## Exercise goal
Below are the entries to work from; restate word for word the portion that opens with the line containing "let broadcaster_id = broadcaster_id.into();" and closes with the line containing "let broadcaster_id = broadcaster_id.clone();", keeping both.
----- Source information -----
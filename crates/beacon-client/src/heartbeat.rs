//! Broadcaster heartbeat
//!
//! A broadcaster stays `active` in the directory only while it keeps
//! re-registering. The heartbeat task does that on a fixed interval and
//! deregisters when stopped.

use crate::client::DiscoveryClient;
use crate::error::Result;
use beacon_registry::BroadcastInfo;
use std::time::Duration;
use tokio::sync::watch;
use tokio::task::JoinHandle;
use tokio::time::{interval, MissedTickBehavior};

/// Periodic re-registration of one broadcaster
pub struct Heartbeat;

impl Heartbeat {
    /// Register now, then again every `period`, until the handle is stopped.
    ///
    /// Failed registrations are logged and retried on the next tick.
    pub fn spawn(
        client: DiscoveryClient,
        broadcaster_id: impl Into<String>,
        stream_url: impl Into<String>,
        period: Duration,
    ) -> HeartbeatHandle {
        let broadcaster_id = broadcaster_id.into();
        let stream_url = stream_url.into();
        let period = period.max(Duration::from_millis(1));

        let (shutdown_tx, mut shutdown_rx) = watch::channel(false);
        let (registered_tx, registered_rx) = watch::channel(None);

        let task = {
            let client = client.clone();
            let broadcaster_id = broadcaster_id.clone();
            tokio::spawn(async move {
                let mut ticker = interval(period);
                ticker.set_missed_tick_behavior(MissedTickBehavior::Delay);

                loop {
                    tokio::select! {
                        _ = ticker.tick() => {
                            match client.register(&broadcaster_id, &stream_url).await {
                                Ok(info) => {
                                    tracing::debug!(broadcaster_id = %broadcaster_id, "Heartbeat sent");
                                    let _ = registered_tx.send(Some(info));
                                }
                                Err(e) => {
                                    tracing::warn!(
                                        broadcaster_id = %broadcaster_id,
                                        error = %e,
                                        "Heartbeat failed, retrying next interval"
                                    );
                                }
                            }
                        }
                        changed = shutdown_rx.changed() => {
                            if changed.is_err() || *shutdown_rx.borrow() {
                                break;
                            }
                        }
                    }
                }
            })
        };

        HeartbeatHandle {
            client,
            broadcaster_id,
            shutdown_tx,
            registered_rx,
            task,
        }
    }
}

/// Handle to a running heartbeat
pub struct HeartbeatHandle {
    client: DiscoveryClient,
    broadcaster_id: String,
    shutdown_tx: watch::Sender<bool>,
    registered_rx: watch::Receiver<Option<BroadcastInfo>>,
    task: JoinHandle<()>,
}

impl HeartbeatHandle {
    pub fn broadcaster_id(&self) -> &str {
        &self.broadcaster_id
    }

    /// Response to the most recent successful registration
    pub fn last_registration(&self) -> Option<BroadcastInfo> {
        self.registered_rx.borrow().clone()
    }

    /// Wait for the first successful registration
    pub async fn registered(&mut self) -> Option<BroadcastInfo> {
        loop {
            if let Some(info) = self.registered_rx.borrow_and_update().clone() {
                return Some(info);
            }
            if self.registered_rx.changed().await.is_err() {
                return None;
            }
        }
    }

    /// Stop heartbeating and deregister.
    ///
    /// A broadcaster the daemon already dropped counts as deregistered.
    pub async fn stop(self) -> Result<()> {
        let _ = self.shutdown_tx.send(true);
        if let Err(e) = self.task.await {
            tracing::error!(error = %e, "Heartbeat task failed");
        }

        match self.client.deregister(&self.broadcaster_id).await {
            Ok(()) => {
                tracing::info!(broadcaster_id = %self.broadcaster_id, "Deregistered");
                Ok(())
            }
            Err(e) if e.is_not_found() => {
                tracing::debug!(broadcaster_id = %self.broadcaster_id, "Already deregistered");
                Ok(())
            }
            Err(e) => Err(e),
        }
    }
}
-----
## Problem solution
        let broadcaster_id = broadcaster_id.into();
        let stream_url = stream_url.into();
        let period = period.max(Duration::from_millis(1));

        let (shutdown_tx, mut shutdown_rx) = watch::channel(false);
        let (registered_tx, registered_rx) = watch::channel(None);

        let task = {
            let client = client.clone();
            let broadcaster_id = broadcaster_id.clone();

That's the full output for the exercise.